**Task**
Wherever a line in the records below contains "Option", copy that line.

━━ Input ━━

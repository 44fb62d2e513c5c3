use serde::{Deserialize, Serialize};

use crate::prompt::PromptType;

/// One stored answer to one prompt, as read from response storage.
///
/// Rows arrive unordered. Location and launch context are kept as the raw
/// JSON text they were stored with and are decoded during aggregation.
#[derive(Debug, Clone, PartialEq, Serialize, Deserialize)]
pub struct ResponseRow {
    pub username: String,
    /// Local submission time, `yyyy-MM-dd HH:mm:ss`.
    pub timestamp: String,
    pub survey_id: String,
    pub prompt_id: String,
    pub prompt_type: PromptType,
    /// Raw stored response text.
    pub response: String,
    #[serde(default)]
    pub client: Option<String>,
    #[serde(default)]
    pub timezone: Option<String>,
    #[serde(default)]
    pub utc_timestamp: Option<String>,
    #[serde(default)]
    pub location_status: Option<String>,
    #[serde(default)]
    pub location: Option<String>,
    #[serde(default)]
    pub launch_context: Option<String>,
    #[serde(default)]
    pub repeatable_set_id: Option<String>,
    #[serde(default)]
    pub repeatable_set_iteration: Option<u32>,
    #[serde(default)]
    pub privacy_state: Option<String>,
    /// Storage key of the survey response this answer belongs to.
    #[serde(default)]
    pub survey_key: Option<i64>,
}

impl ResponseRow {
    /// Minimal row with only the required fields set.
    pub fn new(
        username: impl Into<String>,
        timestamp: impl Into<String>,
        survey_id: impl Into<String>,
        prompt_id: impl Into<String>,
        prompt_type: PromptType,
        response: impl Into<String>,
    ) -> Self {
        Self {
            username: username.into(),
            timestamp: timestamp.into(),
            survey_id: survey_id.into(),
            prompt_id: prompt_id.into(),
            prompt_type,
            response: response.into(),
            client: None,
            timezone: None,
            utc_timestamp: None,
            location_status: None,
            location: None,
            launch_context: None,
            repeatable_set_id: None,
            repeatable_set_iteration: None,
            privacy_state: None,
            survey_key: None,
        }
    }

    #[must_use]
    pub fn with_repeatable_set(mut self, set_id: impl Into<String>, iteration: u32) -> Self {
        self.repeatable_set_id = Some(set_id.into());
        self.repeatable_set_iteration = Some(iteration);
        self
    }

    #[must_use]
    pub fn with_timezone(mut self, timezone: impl Into<String>) -> Self {
        self.timezone = Some(timezone.into());
        self
    }

    #[must_use]
    pub fn with_client(mut self, client: impl Into<String>) -> Self {
        self.client = Some(client.into());
        self
    }

    #[must_use]
    pub fn with_location(
        mut self,
        status: impl Into<String>,
        location: Option<String>,
    ) -> Self {
        self.location_status = Some(status.into());
        self.location = location;
        self
    }

    #[must_use]
    pub fn with_launch_context(mut self, launch_context: impl Into<String>) -> Self {
        self.launch_context = Some(launch_context.into());
        self
    }

    #[must_use]
    pub fn with_privacy_state(mut self, privacy_state: impl Into<String>) -> Self {
        self.privacy_state = Some(privacy_state.into());
        self
    }

    #[must_use]
    pub fn with_survey_key(mut self, survey_key: i64) -> Self {
        self.survey_key = Some(survey_key);
        self
    }
}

━━━

**Finished task**
    pub client: Option<String>,
    pub timezone: Option<String>,
    pub utc_timestamp: Option<String>,
    pub location_status: Option<String>,
    pub location: Option<String>,
    pub launch_context: Option<String>,
    pub repeatable_set_id: Option<String>,
    pub repeatable_set_iteration: Option<u32>,
    pub privacy_state: Option<String>,
    pub survey_key: Option<i64>,
        location: Option<String>,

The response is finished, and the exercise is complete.